§ **Information provided**:
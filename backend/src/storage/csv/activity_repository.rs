//! File-based activity record repository.
//!
//! One `activities.csv` per baby, living next to the profile. Rows keep
//! the raw `shared::ActivityRecord` shape; validation is the domain
//! layer's job, so a row with a broken timestamp is stored and returned
//! as-is.

use anyhow::{Context, Result};
use chrono::{DateTime, NaiveDate, Utc};
use csv::{ReaderBuilder, WriterBuilder};
use log::{info, warn};
use std::fs;
use std::path::PathBuf;

use super::baby_repository::BabyRepository;
use super::connection::CsvConnection;
use crate::storage::traits::ActivityStorage;

#[derive(Clone)]
pub struct ActivityRepository {
    baby_repository: BabyRepository,
}

impl ActivityRepository {
    pub fn new(connection: CsvConnection) -> Self {
        let baby_repository = BabyRepository::new(connection);
        Self { baby_repository }
    }

    fn activities_path(&self, baby_id: &str) -> Result<PathBuf> {
        let dir = self
            .baby_repository
            .baby_directory_for_id(baby_id)?
            .with_context(|| format!("Baby not found: {}", baby_id))?;
        Ok(dir.join("activities.csv"))
    }

    fn load_all(&self, baby_id: &str) -> Result<Vec<shared::ActivityRecord>> {
        let path = self.activities_path(baby_id)?;
        if !path.exists() {
            return Ok(Vec::new());
        }

        let mut reader = ReaderBuilder::new()
            .has_headers(true)
            .from_path(&path)
            .with_context(|| format!("Failed to open {}", path.display()))?;

        let mut records = Vec::new();
        for row in reader.deserialize() {
            match row {
                Ok(record) => records.push(record),
                // A corrupt line loses that line, not the whole file
                Err(err) => warn!("Skipping corrupt row in {}: {}", path.display(), err),
            }
        }
        Ok(records)
    }

    /// Rewrite the whole file through a temp file and rename
    fn write_all(&self, baby_id: &str, records: &[shared::ActivityRecord]) -> Result<()> {
        let path = self.activities_path(baby_id)?;
        let tmp_path = path.with_extension("csv.tmp");

        {
            let mut writer = WriterBuilder::new()
                .has_headers(true)
                .from_path(&tmp_path)
                .with_context(|| format!("Failed to open {}", tmp_path.display()))?;
            for record in records {
                writer.serialize(record)?;
            }
            writer.flush()?;
        }

        fs::rename(&tmp_path, &path)
            .with_context(|| format!("Failed to replace {}", path.display()))?;
        Ok(())
    }

    fn parse_timestamp(record: &shared::ActivityRecord) -> Option<DateTime<Utc>> {
        record
            .start_time
            .as_deref()
            .and_then(|raw| DateTime::parse_from_rfc3339(raw).ok())
            .map(|t| t.with_timezone(&Utc))
    }

    fn sorted_chronological(
        mut records: Vec<shared::ActivityRecord>,
    ) -> Vec<shared::ActivityRecord> {
        // None timestamps sort first; ties keep the raw string order
        records.sort_by_key(|r| (Self::parse_timestamp(r), r.start_time.clone()));
        records
    }
}

impl ActivityStorage for ActivityRepository {
    fn store_activity(&self, record: &shared::ActivityRecord) -> Result<()> {
        let mut records = self.load_all(&record.baby_id)?;
        records.push(record.clone());
        self.write_all(&record.baby_id, &records)?;

        info!(
            "Stored activity {} for baby {}",
            record.id, record.baby_id
        );
        Ok(())
    }

    fn list_activities(&self, baby_id: &str) -> Result<Vec<shared::ActivityRecord>> {
        Ok(Self::sorted_chronological(self.load_all(baby_id)?))
    }

    fn list_activities_between(
        &self,
        baby_id: &str,
        start: Option<NaiveDate>,
        end: Option<NaiveDate>,
    ) -> Result<Vec<shared::ActivityRecord>> {
        let records = self.list_activities(baby_id)?;
        if start.is_none() && end.is_none() {
            return Ok(records);
        }

        Ok(records
            .into_iter()
            .filter(|record| match Self::parse_timestamp(record) {
                Some(timestamp) => {
                    let date = timestamp.date_naive();
                    start.map_or(true, |s| date >= s) && end.map_or(true, |e| date <= e)
                }
                None => false,
            })
            .collect())
    }

    fn get_latest_activity(&self, baby_id: &str) -> Result<Option<shared::ActivityRecord>> {
        let records = self.load_all(baby_id)?;
        Ok(records
            .into_iter()
            .filter_map(|record| Self::parse_timestamp(&record).map(|t| (t, record)))
            .max_by_key(|(timestamp, _)| *timestamp)
            .map(|(_, record)| record))
    }

    fn delete_activity(&self, baby_id: &str, activity_id: &str) -> Result<bool> {
        let mut records = self.load_all(baby_id)?;
        let before = records.len();
        records.retain(|record| record.id != activity_id);

        if records.len() == before {
            return Ok(false);
        }

        self.write_all(baby_id, &records)?;
        info!("Deleted activity {} for baby {}", activity_id, baby_id);
        Ok(true)
    }
}

#[cfg(test)]
mod tests {
    use super::*;
    use crate::storage::csv::test_utils::TestHelper;
    use crate::storage::traits::BabyStorage;
    use crate::domain::models::baby::Baby as DomainBaby;
    use chrono::Utc;

    fn store_test_baby(helper: &TestHelper) -> String {
        let now = Utc::now();
        let baby = DomainBaby {
            id: "baby::1".to_string(),
            name: "Mia".to_string(),
            birthdate: NaiveDate::from_ymd_opt(2024, 1, 8).unwrap(),
            due_date: None,
            created_at: now,
            updated_at: now,
        };
        helper.baby_repo.store_baby(&baby).unwrap();
        baby.id
    }

    fn record(id: &str, baby_id: &str, start_time: Option<&str>) -> shared::ActivityRecord {
        shared::ActivityRecord {
            id: id.to_string(),
            baby_id: baby_id.to_string(),
            entry_type: "FEEDING".to_string(),
            subtype: Some("BOTTLE".to_string()),
            start_time: start_time.map(str::to_string),
            quantity: Some(120.0),
            note: Some("nach dem Bad, sehr müde".to_string()),
        }
    }

    #[test]
    fn test_store_and_list_round_trip() {
        let helper = TestHelper::new().unwrap();
        let baby_id = store_test_baby(&helper);

        let a = record("activity::feeding::1", &baby_id, Some("2024-03-05T14:30:00Z"));
        let b = record("activity::feeding::2", &baby_id, Some("2024-03-05T08:00:00Z"));
        helper.activity_repo.store_activity(&a).unwrap();
        helper.activity_repo.store_activity(&b).unwrap();

        let listed = helper.activity_repo.list_activities(&baby_id).unwrap();
        assert_eq!(listed.len(), 2);
        // Chronological: b before a
        assert_eq!(listed[0], b);
        assert_eq!(listed[1], a);
    }

    #[test]
    fn test_rows_with_missing_timestamp_survive_round_trip() {
        let helper = TestHelper::new().unwrap();
        let baby_id = store_test_baby(&helper);

        let broken = record("activity::feeding::1", &baby_id, None);
        helper.activity_repo.store_activity(&broken).unwrap();

        let listed = helper.activity_repo.list_activities(&baby_id).unwrap();
        assert_eq!(listed.len(), 1);
        assert_eq!(listed[0].start_time, None);
    }

    #[test]
    fn test_list_between_filters_by_date() {
        let helper = TestHelper::new().unwrap();
        let baby_id = store_test_baby(&helper);

        for (id, time) in [
            ("activity::feeding::1", Some("2024-03-01T08:00:00Z")),
            ("activity::feeding::2", Some("2024-03-05T08:00:00Z")),
            ("activity::feeding::3", Some("2024-03-09T08:00:00Z")),
            ("activity::feeding::4", None),
        ] {
            helper
                .activity_repo
                .store_activity(&record(id, &baby_id, time))
                .unwrap();
        }

        let march_2_to_6 = helper
            .activity_repo
            .list_activities_between(
                &baby_id,
                Some(NaiveDate::from_ymd_opt(2024, 3, 2).unwrap()),
                Some(NaiveDate::from_ymd_opt(2024, 3, 6).unwrap()),
            )
            .unwrap();

        assert_eq!(march_2_to_6.len(), 1);
        assert_eq!(march_2_to_6[0].id, "activity::feeding::2");

        // No bounds returns everything, including the timestampless row
        let all = helper
            .activity_repo
            .list_activities_between(&baby_id, None, None)
            .unwrap();
        assert_eq!(all.len(), 4);
    }

    #[test]
    fn test_get_latest_activity() {
        let helper = TestHelper::new().unwrap();
        let baby_id = store_test_baby(&helper);

        assert!(helper.activity_repo.get_latest_activity(&baby_id).unwrap().is_none());

        for (id, time) in [
            ("activity::feeding::1", Some("2024-03-05T08:00:00Z")),
            ("activity::feeding::2", Some("2024-03-05T14:30:00Z")),
            ("activity::feeding::3", None),
        ] {
            helper
                .activity_repo
                .store_activity(&record(id, &baby_id, time))
                .unwrap();
        }

        let latest = helper
            .activity_repo
            .get_latest_activity(&baby_id)
            .unwrap()
            .unwrap();
        assert_eq!(latest.id, "activity::feeding::2");
    }

    #[test]
    fn test_delete_activity() {
        let helper = TestHelper::new().unwrap();
        let baby_id = store_test_baby(&helper);

        let a = record("activity::feeding::1", &baby_id, Some("2024-03-05T08:00:00Z"));
        helper.activity_repo.store_activity(&a).unwrap();

        assert!(helper.activity_repo.delete_activity(&baby_id, &a.id).unwrap());
        assert!(!helper.activity_repo.delete_activity(&baby_id, &a.id).unwrap());
        assert!(helper.activity_repo.list_activities(&baby_id).unwrap().is_empty());
    }

    #[test]
    fn test_unknown_baby_is_an_error() {
        let helper = TestHelper::new().unwrap();
        let result = helper.activity_repo.list_activities("baby::404");
        assert!(result.is_err());
    }
}
//! Calendar arithmetic for the baby tracker.
//!
//! chrono has no built-in year/month/day difference, so the calendar-aware
//! rules live here: month addition clamps to the end of shorter months, and
//! the age breakdown counts whole calendar months rather than dividing a
//! day count by 365. Milestone target dates and the pregnancy countdown
//! both build on these functions, which is why the rollover behavior is
//! pinned down by tests.
//!
//! All functions are pure; the reference date is always passed in.

use chrono::{Datelike, Duration, NaiveDate};
use serde::{Deserialize, Serialize};

/// Elapsed time between a birth date and a reference date, broken down
/// calendar-aware. `years/months/days` carry the "1 year, 2 months, 3 days"
/// display; the totals feed milestone and estimate computations.
///
/// Precondition: `birth <= today`. Not enforced here; an inverted range
/// yields negative components, so callers guard and render "not yet born"
/// instead of calling this.
#[derive(Debug, Clone, Copy, PartialEq, Eq, Serialize, Deserialize)]
pub struct AgeBreakdown {
    pub years: i32,
    pub months: i32,
    pub days: i32,
    pub total_days: i64,
    pub total_weeks: i64,
    pub total_months: i32,
}

impl AgeBreakdown {
    pub fn to_dto(&self) -> shared::AgeBreakdownDto {
        shared::AgeBreakdownDto {
            years: self.years,
            months: self.months,
            days: self.days,
            total_days: self.total_days,
            total_weeks: self.total_weeks,
            total_months: self.total_months,
        }
    }
}

/// Compute the calendar-aware age breakdown.
///
/// Whole months are counted by advancing `birth` month by month (with
/// end-of-month clamping) for as long as the result stays on or before
/// `today`; the leftover days are the difference to the last anchor. This
/// is what makes birth 2023-01-31 / today 2023-03-01 come out as
/// 0 years, 1 month, 1 day instead of 0 months, 29 days.
pub fn age_breakdown(birth: NaiveDate, today: NaiveDate) -> AgeBreakdown {
    let total_days = (today - birth).num_days();

    let mut total_months =
        (today.year() - birth.year()) * 12 + today.month() as i32 - birth.month() as i32;
    if add_months(birth, total_months) > today {
        total_months -= 1;
    }

    let anchor = add_months(birth, total_months);
    let days = (today - anchor).num_days() as i32;

    AgeBreakdown {
        years: total_months.div_euclid(12),
        months: total_months.rem_euclid(12),
        days,
        total_days,
        total_weeks: total_days.div_euclid(7),
        total_months,
    }
}

/// Add calendar months to a date, clamping to the last valid day of the
/// target month: Jan 31 + 1 month = Feb 28 (Feb 29 in a leap year).
/// Negative `months` subtracts with the same clamping.
pub fn add_months(date: NaiveDate, months: i32) -> NaiveDate {
    let zero_based = date.year() * 12 + date.month() as i32 - 1 + months;
    let year = zero_based.div_euclid(12);
    let month = zero_based.rem_euclid(12) as u32 + 1;
    let day = date.day().min(days_in_month(year, month));

    // Clamped day is always valid for the target month
    NaiveDate::from_ymd_opt(year, month, day).unwrap_or(date)
}

/// Add calendar days to a date
pub fn add_days(date: NaiveDate, days: i64) -> NaiveDate {
    date + Duration::days(days)
}

/// Get the number of days in a given month and year
pub fn days_in_month(year: i32, month: u32) -> u32 {
    match month {
        2 => {
            if is_leap_year(year) {
                29
            } else {
                28
            }
        }
        4 | 6 | 9 | 11 => 30,
        _ => 31,
    }
}

/// Check if a year is a leap year
pub fn is_leap_year(year: i32) -> bool {
    year % 4 == 0 && (year % 100 != 0 || year % 400 == 0)
}

/// Parse a strict `YYYY-MM-DD` date string.
///
/// Date-only values stay `NaiveDate` end to end, so no timezone can shift
/// them; this parser is the only place a date-only string enters the
/// domain.
pub fn parse_date_only(s: &str) -> Option<NaiveDate> {
    if s.len() != 10 {
        return None;
    }
    NaiveDate::parse_from_str(s, "%Y-%m-%d").ok()
}

/// Format a date as `YYYY-MM-DD`
pub fn format_date_only(date: NaiveDate) -> String {
    format!("{:04}-{:02}-{:02}", date.year(), date.month(), date.day())
}
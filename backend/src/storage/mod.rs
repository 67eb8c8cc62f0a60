//! Storage layer: repository traits plus the file-based implementation.
//!
//! The domain layer only ever sees the traits; the derivation engine
//! itself never touches storage at all.

pub mod cache;
pub mod csv;
pub mod traits;

pub use csv::CsvConnection;
pub use traits::{ActivityStorage, BabyStorage, Connection};
//! Baby profile management and the derivation entry points per baby.
//!
//! Profile CRUD plus the orchestration that loads a stored baby, guards
//! the engine's preconditions and hands the result to the caller. The
//! reference date is always a parameter; the only ambient clock use is
//! for audit timestamps on writes.

use anyhow::{bail, Context, Result};
use chrono::{NaiveDate, Utc};
use log::{info, warn};
use std::sync::Arc;

use crate::domain::age::{self, AgeBreakdown};
use crate::domain::commands::babies::{
    CreateBabyCommand, CreateBabyResult, DeleteBabyCommand, DeleteBabyResult, GetActiveBabyResult,
    GetBabyCommand, GetBabyResult, ListBabiesResult, SetActiveBabyCommand, SetActiveBabyResult,
    UpdateBabyCommand, UpdateBabyResult,
};
use crate::domain::estimates::{self, LifetimeEstimates};
use crate::domain::milestones::MilestoneService;
use crate::domain::models::activity::ActivityEntry;
use crate::domain::models::baby::Baby;
use crate::domain::models::milestone::MilestoneResult;
use crate::domain::pregnancy::{self, PregnancyCountdown};
use crate::domain::stats::{AggregateOutcome, GroupBy, RangeWindow, StatsService};
use crate::domain::teeth::{self, ToothSummary};
use crate::storage::traits::{ActivityStorage, BabyStorage, Connection};

const MAX_NAME_LENGTH: usize = 64;

/// Service for managing babies and deriving their screen data
pub struct BabyService<C: Connection> {
    baby_repository: C::BabyRepository,
    activity_repository: C::ActivityRepository,
    milestone_service: MilestoneService,
    stats_service: StatsService,
}

impl<C: Connection> Clone for BabyService<C>
where
    C::BabyRepository: Clone,
    C::ActivityRepository: Clone,
{
    fn clone(&self) -> Self {
        Self {
            baby_repository: self.baby_repository.clone(),
            activity_repository: self.activity_repository.clone(),
            milestone_service: self.milestone_service.clone(),
            stats_service: self.stats_service.clone(),
        }
    }
}

impl<C: Connection> BabyService<C> {
    pub fn new(connection: Arc<C>) -> Self {
        Self {
            baby_repository: connection.create_baby_repository(),
            activity_repository: connection.create_activity_repository(),
            milestone_service: MilestoneService::new(),
            stats_service: StatsService::new(),
        }
    }

    /// Create a new baby profile.
    ///
    /// `today` is the caller's reference date; a birthdate after it is
    /// rejected here so the derivation engine never sees an inverted
    /// range.
    pub fn create_baby(
        &self,
        command: CreateBabyCommand,
        today: NaiveDate,
    ) -> Result<CreateBabyResult> {
        info!("Creating baby: name={}, birthdate={}", command.name, command.birthdate);

        let name = Self::validate_name(&command.name)?;
        let birthdate = age::parse_date_only(&command.birthdate)
            .with_context(|| format!("Invalid birthdate: {}", command.birthdate))?;
        if birthdate > today {
            bail!("Birthdate {} is in the future", command.birthdate);
        }
        let due_date = Self::parse_due_date(command.due_date.as_deref())?;

        let now = Utc::now();
        let baby = Baby {
            id: Baby::generate_id(now.timestamp_millis() as u64),
            name,
            birthdate,
            due_date,
            created_at: now,
            updated_at: now,
        };

        self.baby_repository.store_baby(&baby)?;

        info!("Created baby: {} with ID: {}", baby.name, baby.id);
        Ok(CreateBabyResult { baby })
    }

    /// Get a baby by ID
    pub fn get_baby(&self, command: GetBabyCommand) -> Result<GetBabyResult> {
        let baby = self.baby_repository.get_baby(&command.baby_id)?;
        if baby.is_none() {
            warn!("Baby not found: {}", command.baby_id);
        }
        Ok(GetBabyResult { baby })
    }

    /// List all babies
    pub fn list_babies(&self) -> Result<ListBabiesResult> {
        let babies = self.baby_repository.list_babies()?;
        info!("Found {} babies", babies.len());
        Ok(ListBabiesResult { babies })
    }

    /// Update an existing baby profile
    pub fn update_baby(
        &self,
        command: UpdateBabyCommand,
        today: NaiveDate,
    ) -> Result<UpdateBabyResult> {
        info!("Updating baby: {}", command.baby_id);

        let mut baby = self
            .baby_repository
            .get_baby(&command.baby_id)?
            .with_context(|| format!("Baby not found: {}", command.baby_id))?;

        if let Some(name) = command.name {
            baby.name = Self::validate_name(&name)?;
        }
        if let Some(birthdate_str) = command.birthdate {
            let birthdate = age::parse_date_only(&birthdate_str)
                .with_context(|| format!("Invalid birthdate: {}", birthdate_str))?;
            if birthdate > today {
                bail!("Birthdate {} is in the future", birthdate_str);
            }
            baby.birthdate = birthdate;
        }
        if let Some(due_date) = command.due_date {
            baby.due_date = Self::parse_due_date(due_date.as_deref())?;
        }

        baby.updated_at = Utc::now();
        self.baby_repository.update_baby(&baby)?;

        info!("Updated baby: {} with ID: {}", baby.name, baby.id);
        Ok(UpdateBabyResult { baby })
    }

    /// Delete a baby and all of its activity history
    pub fn delete_baby(&self, command: DeleteBabyCommand) -> Result<DeleteBabyResult> {
        self.baby_repository.delete_baby(&command.baby_id)?;
        info!("Deleted baby: {}", command.baby_id);
        Ok(DeleteBabyResult {
            deleted_id: command.baby_id,
        })
    }

    /// Get the active baby, if one is selected
    pub fn get_active_baby(&self) -> Result<GetActiveBabyResult> {
        let baby = match self.baby_repository.get_active_baby()? {
            Some(baby_id) => self.baby_repository.get_baby(&baby_id)?,
            None => None,
        };
        Ok(GetActiveBabyResult { baby })
    }

    /// Set the active baby
    pub fn set_active_baby(&self, command: SetActiveBabyCommand) -> Result<SetActiveBabyResult> {
        self.baby_repository.set_active_baby(&command.baby_id)?;
        let baby = self
            .baby_repository
            .get_baby(&command.baby_id)?
            .with_context(|| format!("Baby not found: {}", command.baby_id))?;
        Ok(SetActiveBabyResult { baby })
    }

    /// Age breakdown for a stored baby; `None` while not yet born
    pub fn age_for(&self, baby_id: &str, today: NaiveDate) -> Result<Option<AgeBreakdown>> {
        let baby = self.require_baby(baby_id)?;
        if !baby.is_born(today) {
            return Ok(None);
        }
        Ok(Some(age::age_breakdown(baby.birthdate, today)))
    }

    /// Evaluated default milestones for a stored baby; `None` while not
    /// yet born
    pub fn milestones_for(
        &self,
        baby_id: &str,
        today: NaiveDate,
    ) -> Result<Option<Vec<MilestoneResult>>> {
        let baby = self.require_baby(baby_id)?;
        if !baby.is_born(today) {
            return Ok(None);
        }
        Ok(Some(
            self.milestone_service.evaluate_default(baby.birthdate, today),
        ))
    }

    /// Lifetime estimates for a stored baby; `None` while not yet born
    pub fn estimates_for(
        &self,
        baby_id: &str,
        today: NaiveDate,
    ) -> Result<Option<LifetimeEstimates>> {
        let baby = self.require_baby(baby_id)?;
        if !baby.is_born(today) {
            return Ok(None);
        }

        let breakdown = age::age_breakdown(baby.birthdate, today);
        Ok(Some(estimates::estimate_aggregates(
            breakdown.total_days,
            breakdown.total_months,
        )))
    }

    /// Pregnancy countdown for a stored baby; `None` without a due date
    pub fn pregnancy_for(
        &self,
        baby_id: &str,
        today: NaiveDate,
    ) -> Result<Option<PregnancyCountdown>> {
        let baby = self.require_baby(baby_id)?;
        Ok(baby.due_date.map(|due| pregnancy::countdown(due, today)))
    }

    /// Aggregated activity statistics for a stored baby
    pub fn stats_for(
        &self,
        baby_id: &str,
        group_by: GroupBy,
        range: RangeWindow,
        anchor: NaiveDate,
    ) -> Result<AggregateOutcome> {
        self.require_baby(baby_id)?;
        let records = self.activity_repository.list_activities(baby_id)?;
        Ok(self.stats_service.aggregate(&records, group_by, range, anchor))
    }

    /// Tooth eruption summary for a stored baby. Invalid rows are skipped
    /// here the same way the aggregator skips them.
    pub fn teeth_for(&self, baby_id: &str) -> Result<ToothSummary> {
        self.require_baby(baby_id)?;
        let records = self.activity_repository.list_activities(baby_id)?;

        let entries: Vec<ActivityEntry> = records
            .iter()
            .filter_map(|record| ActivityEntry::from_record(record).ok())
            .collect();
        Ok(teeth::summarize(&entries))
    }

    fn require_baby(&self, baby_id: &str) -> Result<Baby> {
        self.baby_repository
            .get_baby(baby_id)?
            .with_context(|| format!("Baby not found: {}", baby_id))
    }

    fn validate_name(name: &str) -> Result<String> {
        let trimmed = name.trim();
        if trimmed.is_empty() {
            bail!("Baby name must not be empty");
        }
        if trimmed.chars().count() > MAX_NAME_LENGTH {
            bail!("Baby name is too long (max {} characters)", MAX_NAME_LENGTH);
        }
        Ok(trimmed.to_string())
    }

    fn parse_due_date(due_date: Option<&str>) -> Result<Option<NaiveDate>> {
        match due_date {
            Some(raw) => Ok(Some(
                age::parse_date_only(raw).with_context(|| format!("Invalid due date: {}", raw))?,
            )),
            None => Ok(None),
        }
    }
}
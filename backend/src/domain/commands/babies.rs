//! Commands and results for baby profile operations.

use crate::domain::models::baby::Baby;

#[derive(Debug, Clone, PartialEq)]
pub struct CreateBabyCommand {
    pub name: String,
    /// ISO 8601 date format (YYYY-MM-DD)
    pub birthdate: String,
    pub due_date: Option<String>,
}

#[derive(Debug, Clone, PartialEq)]
pub struct UpdateBabyCommand {
    pub baby_id: String,
    pub name: Option<String>,
    pub birthdate: Option<String>,
    /// `Some(None)` clears the due date, `None` leaves it untouched
    pub due_date: Option<Option<String>>,
}

#[derive(Debug, Clone, PartialEq)]
pub struct GetBabyCommand {
    pub baby_id: String,
}

#[derive(Debug, Clone, PartialEq)]
pub struct DeleteBabyCommand {
    pub baby_id: String,
}

#[derive(Debug, Clone, PartialEq)]
pub struct SetActiveBabyCommand {
    pub baby_id: String,
}

#[derive(Debug, Clone, PartialEq)]
pub struct CreateBabyResult {
    pub baby: Baby,
}

#[derive(Debug, Clone, PartialEq)]
pub struct UpdateBabyResult {
    pub baby: Baby,
}

#[derive(Debug, Clone, PartialEq)]
pub struct GetBabyResult {
    pub baby: Option<Baby>,
}

#[derive(Debug, Clone, PartialEq)]
pub struct ListBabiesResult {
    pub babies: Vec<Baby>,
}

#[derive(Debug, Clone, PartialEq)]
pub struct DeleteBabyResult {
    pub deleted_id: String,
}

#[derive(Debug, Clone, PartialEq)]
pub struct SetActiveBabyResult {
    pub baby: Baby,
}

#[derive(Debug, Clone, PartialEq)]
pub struct GetActiveBabyResult {
    pub baby: Option<Baby>,
}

§ **Exercise**:
Retrieve all lines from the data that contain the string "Failed".

§ **Task output**:
            .with_context(|| format!("Failed to open {}", path.display()))?;
                .with_context(|| format!("Failed to open {}", tmp_path.display()))?;
            .with_context(|| format!("Failed to replace {}", path.display()))?;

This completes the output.